着地も出来ず尻もちを搗く刑部君は、腰を抜かしたまま来訪者たる士郎から少しでも離れようとするが。まるで見下ろすように刑部君の目の前に態々来る。妙に迫力のある笑顔を浮かべたまま。
「酷いですねひも。俺はニートを心配してこんな早朝に来たのに、人の顔を見るなり第一声が悲鳴ですか?」
「ひぃいいいいぃいいやややややや、べべべべ別つにぃぃ、たたた他意ががががあるわけじゃ、ねねねね無ぇんだよよよよよッ!?」
「如何して疑問形何ですか?」
「ふひぃいいいいい!!?」
正直大げさすぎるのではないかと言う釈迦堂の怯えように、一度溜息をついてから真面目な顔に戻して用件を話し始める。

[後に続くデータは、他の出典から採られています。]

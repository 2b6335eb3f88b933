//! Observability service resources.

pub mod scrape_config;
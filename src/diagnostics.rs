//! Diagnostics reported back to the configuration host.
//!
//! Every error the crate produces ends up as a [`Diagnostic`], attached to an
//! attribute path when the failure can be pinned to one.

use serde::{Deserialize, Serialize};

/// Diagnostic severity level.
#[derive(Debug, Clone, Copy, PartialEq, Eq, Serialize, Deserialize)]
#[serde(rename_all = "lowercase")]
pub enum DiagnosticSeverity {
    /// An error that prevents the operation from completing.
    Error,
    /// A warning that doesn't prevent the operation but should be addressed.
    Warning,
}

/// A diagnostic message from the provider.
#[derive(Debug, Clone, PartialEq, Eq, Serialize, Deserialize)]
pub struct Diagnostic {
    /// The severity of the diagnostic.
    pub severity: DiagnosticSeverity,
    /// A short summary of the issue.
    pub summary: String,
    /// A detailed description of the issue.
    #[serde(skip_serializing_if = "Option::is_none")]
    pub detail: Option<String>,
    /// The attribute path where the issue occurred (e.g. `certificate.private_key`).
    #[serde(skip_serializing_if = "Option::is_none")]
    pub attribute: Option<String>,
}

impl Diagnostic {
    /// Create an error diagnostic.
    pub fn error(summary: impl Into<String>) -> Self {
        Self {
            severity: DiagnosticSeverity::Error,
            summary: summary.into(),
            detail: None,
            attribute: None,
        }
    }

    /// Create a warning diagnostic.
    pub fn warning(summary: impl Into<String>) -> Self {
        Self {
            severity: DiagnosticSeverity::Warning,
            summary: summary.into(),
            detail: None,
            attribute: None,
        }
    }

    /// Add detail to this diagnostic.
    pub fn with_detail(mut self, detail: impl Into<String>) -> Self {
        self.detail = Some(detail.into());
        self
    }

    /// Set the attribute path for this diagnostic.
    pub fn with_attribute(mut self, attribute: impl Into<String>) -> Self {
        self.attribute = Some(attribute.into());
        self
    }

    /// Whether this diagnostic is an error.
    pub fn is_error(&self) -> bool {
        matches!(self.severity, DiagnosticSeverity::Error)
    }
}

impl std::fmt::Display for Diagnostic {
    fn fmt(&self, f: &mut std::fmt::Formatter<'_>) -> std::fmt::Result {
        if let Some(attr) = &self.attribute {
            write!(f, "{}: ", attr)?;
        }
        write!(f, "{}", self.summary)?;
        if let Some(detail) = &self.detail {
            write!(f, " ({})", detail)?;
        }
        Ok(())
    }
}

/// Return true if any diagnostic in the slice is an error.
pub fn has_errors(diagnostics: &[Diagnostic]) -> bool {
    diagnostics.iter().any(Diagnostic::is_error)
}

「すいませんヒュームさん。先に来てたのに変な空気にしてしまって」
「いや、貴様が来る前からだったからが良いが、その釈迦堂は如何して怯えている?」
「怯えている理由については分かりかねますが、俺が来た理由はかくかくしかじか何ですよ」
「フン、成程」
士郎の説明を聞いて、改めて刑部君を見下ろすヒューム。
「それで、如何するつもりだ?コイツの更生担当は俺の仕事だが、藤村組に引っ張っていくつもりか?」
「ヤドロクを引き込む方針は別に藤村組にはありません。あくまで俺個人が板垣家を気に掛けていただけなんで。今来たのも辰子が板垣家の冷蔵庫が壊れた件を昨夜連絡されて来ただけなので」
「なら九鬼に引っ張っていくが、いいんだな?」
「問題ありません。それにしても・・・・・・」
士郎は再び刑部君を見下ろす。
「以前も告げた通り、働けるのに怠惰を貪るだけならいざ知らず、人の家で紐状態のままで剰え、就活もせずに俺から告げられた期限からも逃げ続けた上に、ヒュームさんからの提案にも条件付けて戦ってたなんて、良い御身分ですね釈迦――――ひもさん」
「ゴフッ!」
遂に取り繕わ無くなった士郎に紐呼ばわりされた刑部君は、ヒュームから一撃も貰わなかったのにも拘わらず吐血した。
だが士郎は容赦しない。
「ねぇ、ニートさん?ヒュームさんの提案を断るのもいいですが、そうしたらここまで俺からも逃げ続けたんですから、今後俺の絶対監視下の下で俺の決めた職種で働いてもらいますよ?勿論逃げるのもいいですがあまりお勧めはしません。貴方には先程、俺が外さないと取れない気の枷を付けたので、何所に逃げても解りますし♪仮に次見つけた時はヒュームさんや雷画爺さんと話し合って、昔の人道的に反する過剰業務が可愛く思える程の過酷作業を強いますが・・・・・・如何しますか♡」
「ヒィイイイイイイッッ!!?」
あまりの恐ろしさに、刑部君本人か思えなくなるような悲鳴を上げた。
士郎の恐ろしさから逃れるために取った刑部君の選択は、
「ヒュームさん!ヒューム卿!ヘルシング伯爵!!俺僕私!就職するから斡旋先紹介してくださいッッ!!!」
なりふり構わず必死にヒュームを頼る刑部君。
これにヒュームは、こんな茶番をこれ以上朝っぱらからつき合わされたくないと感じた様で、刑部君の懇願を呆れつつも了承する。
「いくつかリストアップしてやるから、その中から選ぶんだな」
「ありがてぇ、ありがてぇ・・・・・・」
これで士郎からの魔の手と圧力から逃れられると思うと、自然と感謝の言葉を口にしていた刑部君。 それを見届けた士郎は板垣ブラザーズを見ながら言う。
「それで亜美さん達は如何するつもりなんですか?」
「俺の担当はこのロクデナシ赤子のみ。だから警戒するな赤子共。鍋でもつついてろ、餅が固くなるぞ?」
士郎の質問に返しつつ、姉たちと妹を庇う様に前に立っていた竜兵に忠告する。
用件は済んだと言わんばかりにその場を去って行ったヒューム。
残された士郎は亜美たちに聞く。
「それで冷蔵庫は捨ててないんですか?」
「まあね」
「なら俺が修理しますんで、勝手に上がらせてもらいますよ。勿論新たに食費代を渡しておきます」
「何時もの事であり難いけど、ホント物好きだねアンタは?」
「それが俺なんで、今さら変えようが有りません」
そうして士郎は板垣家に一人急いで行った。
後書き
英霊剣豪七番勝負で妖術師の奥の手を破壊する“彼”がカッコよすぎる。